Think right now of someone you personally know who has changed you. Someone who has been influential in your life; a teacher, a coach, a religious leader, a club leader, a parent, or a friend.
Now ask yourself, ‘did you feel like that person was for you?’ Maybe they were tough on you, but did you know they were in your corner? That the reason they had challenging things to say was that they wanted you to be your best? That they cared? That they… liked you?
You’ll find that this was/is the case every time. Input doesn’t much help unless you believe the person giving the input cares about you.
If you’re a leader of someone else, there are likely traits in that person that you wish weren’t there. You wish they weren’t sloppy, or late, or dramatic, or rude or whatever else it is.
Just recognize that they won’t change unless they believe that you are for them; that you care, and really want them to be their best.
Whenever I’m in a situation where I have to address performance issues, I always begin the conversation the same way. I say:
“I’m here for one reason only, and that’s to help you win. You losing in this situation is a loss for me too. So I’m here to help you become your best.”

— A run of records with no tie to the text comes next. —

//! Core types for aws-relay
//!
//! This crate provides the error type and exchange identifiers shared by the
//! relay's proxy, codec and binary crates.

pub mod error;
pub mod request_id;

pub use error::RelayError;
pub use request_id::ExchangeId;
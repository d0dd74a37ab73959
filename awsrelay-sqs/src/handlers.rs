//! HTTP relay for SQS
//!
//! Every request is forwarded to the upstream endpoint unchanged and the
//! upstream response is handed back unchanged. After a successful round trip
//! the exchange is classified and the resulting lifecycle events are recorded.

use axum::{
    body::Body,
    extract::{DefaultBodyLimit, State},
    http::{header, HeaderMap, Method, StatusCode, Uri},
    response::{IntoResponse, Response},
    Router,
};
use bytes::Bytes;
use std::sync::Arc;
use tracing::{debug, error, info, info_span, warn, Instrument};
use url::Url;

use awsrelay_core::{ExchangeId, RelayError};

use crate::codec::{identify_action, queue_name, Action, Encoding};
use crate::storage::LifecycleStore;

const BATCH_BODY_PLACEHOLDER: &str = "[batch message]";

/// Parse and validate the upstream base URL
pub fn parse_upstream(upstream: &str) -> Result<Url, RelayError> {
    let url = Url::parse(upstream).map_err(|e| RelayError::invalid_upstream(upstream, e))?;

    if !matches!(url.scheme(), "http" | "https") {
        return Err(RelayError::invalid_upstream(
            upstream,
            format!("unsupported scheme '{}'", url.scheme()),
        ));
    }
    if url.host_str().is_none() {
        return Err(RelayError::invalid_upstream(upstream, "missing host"));
    }

    Ok(url)
}

/// Headers that describe a single connection rather than the message
fn is_forwardable(name: &str) -> bool {
    !matches!(
        name,
        "host"
            | "content-length"
            | "connection"
            | "keep-alive"
            | "proxy-authenticate"
            | "proxy-authorization"
            | "te"
            | "trailer"
            | "trailers"
            | "transfer-encoding"
            | "upgrade"
    )
}

/// What the relay learned about a request before forwarding it.
///
/// Lives only for the duration of one exchange and is never put on the wire.
#[derive(Debug, Clone)]
pub struct Exchange {
    pub id: ExchangeId,
    pub encoding: Encoding,
    pub action: Action,
    /// Request parameters: the body, or the URL query for body-less query requests
    pub request: String,
    pub queue_url: String,
}

impl Exchange {
    pub fn capture(uri: &Uri, headers: &HeaderMap, body: &[u8]) -> Self {
        let content_type = headers
            .get(header::CONTENT_TYPE)
            .and_then(|v| v.to_str().ok())
            .unwrap_or("");
        let target = headers.get("x-amz-target").and_then(|v| v.to_str().ok());
        let encoding = Encoding::from_content_type(content_type);

        let mut request = String::from_utf8_lossy(body).into_owned();
        if request.is_empty() && encoding == Encoding::Query {
            request = uri.query().unwrap_or_default().to_string();
        }

        let action = identify_action(target, &request, encoding);
        let queue_url = encoding
            .codec()
            .request_field(&request, "QueueUrl")
            .unwrap_or_default();

        Self {
            id: ExchangeId::new(),
            encoding,
            action,
            request,
            queue_url,
        }
    }

    pub fn queue_name(&self) -> &str {
        queue_name(&self.queue_url)
    }
}

/// Buffered upstream response
#[derive(Debug)]
struct UpstreamResponse {
    status: u16,
    headers: Vec<(String, Vec<u8>)>,
    body: Bytes,
}

/// State for the relay handler
#[derive(Debug)]
pub struct ProxyState {
    client: reqwest::Client,
    upstream: Url,
    store: Arc<LifecycleStore>,
}

impl ProxyState {
    pub fn new(upstream: Url, store: Arc<LifecycleStore>) -> Result<Self, RelayError> {
        // Redirects go back to the client as-is
        let client = reqwest::Client::builder()
            .redirect(reqwest::redirect::Policy::none())
            .build()
            .map_err(|e| RelayError::Config(format!("failed to build HTTP client: {}", e)))?;

        Ok(Self {
            client,
            upstream,
            store,
        })
    }

    pub fn upstream(&self) -> &Url {
        &self.upstream
    }

    pub fn store(&self) -> &Arc<LifecycleStore> {
        &self.store
    }

    /// Upstream scheme and authority with the inbound path and query
    pub fn target_url(&self, uri: &Uri) -> Url {
        let mut target = self.upstream.clone();
        target.set_path(uri.path());
        target.set_query(uri.query());
        target
    }

    async fn forward(
        &self,
        method: &Method,
        uri: &Uri,
        headers: &HeaderMap,
        body: Bytes,
    ) -> Result<UpstreamResponse, RelayError> {
        let method = reqwest::Method::from_bytes(method.as_str().as_bytes())
            .map_err(|e| RelayError::Upstream(e.to_string()))?;

        let mut request = self.client.request(method, self.target_url(uri));
        for (name, value) in headers {
            if is_forwardable(name.as_str()) {
                request = request.header(name.as_str(), value.as_bytes());
            }
        }

        let response = request
            .body(body)
            .send()
            .await
            .map_err(|e| RelayError::Upstream(e.to_string()))?;

        let status = response.status().as_u16();
        let headers = response
            .headers()
            .iter()
            .filter(|(name, _)| is_forwardable(name.as_str()))
            .map(|(name, value)| (name.as_str().to_string(), value.as_bytes().to_vec()))
            .collect();
        let body = response
            .bytes()
            .await
            .map_err(|e| RelayError::Upstream(e.to_string()))?;

        Ok(UpstreamResponse {
            status,
            headers,
            body,
        })
    }

    /// Record the lifecycle events of a completed exchange.
    ///
    /// Returns the number of events recorded. Nothing here can fail the
    /// exchange: unusable input just records nothing.
    pub fn observe(&self, exchange: &Exchange, response_body: &[u8]) -> usize {
        let codec = exchange.encoding.codec();
        let response = String::from_utf8_lossy(response_body);
        let queue_url = exchange.queue_url.as_str();
        let queue = exchange.queue_name();

        match exchange.action {
            Action::SendMessage => {
                let Some(message_id) = codec.response_field(&response, "MessageId") else {
                    debug!(exchange = %exchange.id, "SendMessage response without MessageId");
                    return 0;
                };
                let body = codec
                    .request_field(&exchange.request, "MessageBody")
                    .unwrap_or_default();
                let attributes = codec.message_attributes(&exchange.request);

                self.store
                    .record_send(queue_url, queue, &message_id, &body, attributes);
                info!(message_id = %message_id, queue = %queue, "-> Sent message");
                1
            }
            Action::SendMessageBatch => {
                let ids = codec.batch_ids(&response, "Successful", "MessageId");
                for message_id in &ids {
                    self.store.record_send(
                        queue_url,
                        queue,
                        message_id,
                        BATCH_BODY_PLACEHOLDER,
                        Default::default(),
                    );
                    info!(message_id = %message_id, queue = %queue, "-> Sent batch message");
                }
                ids.len()
            }
            Action::ReceiveMessage => {
                let mut recorded = 0;
                for msg in codec.received_messages(&response) {
                    if msg.message_id.is_empty() {
                        debug!(exchange = %exchange.id, "Received message without MessageId");
                        continue;
                    }
                    self.store.record_receive(
                        queue_url,
                        queue,
                        &msg.message_id,
                        &msg.receipt_handle,
                        &msg.body,
                        msg.attributes,
                    );
                    info!(message_id = %msg.message_id, queue = %queue, "<- Received message");
                    recorded += 1;
                }
                recorded
            }
            Action::DeleteMessage => {
                let Some(receipt_handle) = codec.request_field(&exchange.request, "ReceiptHandle")
                else {
                    debug!(exchange = %exchange.id, "DeleteMessage request without ReceiptHandle");
                    return 0;
                };
                self.store.record_delete(queue_url, queue, &receipt_handle);
                info!(queue = %queue, "X Deleted message");
                1
            }
            Action::DeleteMessageBatch => {
                let handles = codec.batch_receipt_handles(&exchange.request);
                for receipt_handle in &handles {
                    self.store.record_delete(queue_url, queue, receipt_handle);
                    info!(queue = %queue, "X Deleted batch message");
                }
                handles.len()
            }
            Action::Other(_) | Action::Unknown => 0,
        }
    }
}

/// Relay one request upstream and record what it did
pub async fn handle_request(
    State(state): State<Arc<ProxyState>>,
    method: Method,
    uri: Uri,
    headers: HeaderMap,
    body: Bytes,
) -> Response {
    let exchange = Exchange::capture(&uri, &headers, &body);
    let span = info_span!("exchange", id = %exchange.id);

    async move {
        info!(
            action = %exchange.action,
            encoding = %exchange.encoding,
            method = %method,
            queue_url = %exchange.queue_url,
            "Relaying request"
        );

        let upstream = match state.forward(&method, &uri, &headers, body).await {
            Ok(upstream) => upstream,
            Err(e) => {
                error!(error = %e, target = %state.target_url(&uri), "Upstream round trip failed");
                return StatusCode::BAD_GATEWAY.into_response();
            }
        };

        if (200..300).contains(&upstream.status) {
            let recorded = state.observe(&exchange, &upstream.body);
            debug!(recorded, "Observed exchange");
        } else {
            debug!(status = upstream.status, "Upstream error response, nothing recorded");
        }

        let mut response = Response::builder().status(upstream.status);
        for (name, value) in &upstream.headers {
            response = response.header(name.as_str(), value.as_slice());
        }
        response.body(Body::from(upstream.body)).unwrap_or_else(|e| {
            warn!(error = %e, "Upstream response could not be rebuilt");
            StatusCode::BAD_GATEWAY.into_response()
        })
    }
    .instrument(span)
    .await
}

/// Router relaying every path and method to the upstream endpoint
pub fn router(state: Arc<ProxyState>) -> Router {
    Router::new()
        .fallback(handle_request)
        .layer(DefaultBodyLimit::disable())
        .with_state(state)
}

And it’s true. Maybe their best outcome is to improve; maybe their best outcome is to work somewhere else where they can really thrive. But I want them to win, and I want them to know that, and believe it, and feel that from me. Because if they don’t, I know that we won’t get anywhere.
Here’s a lesson for life:
We tend to trust those we believe are for us. We tend to disbelieve and distrust those we believe are against us.
So, if you want to see life change in someone you’re working with, adjust your attitude. Get in their corner, and let them know that you care.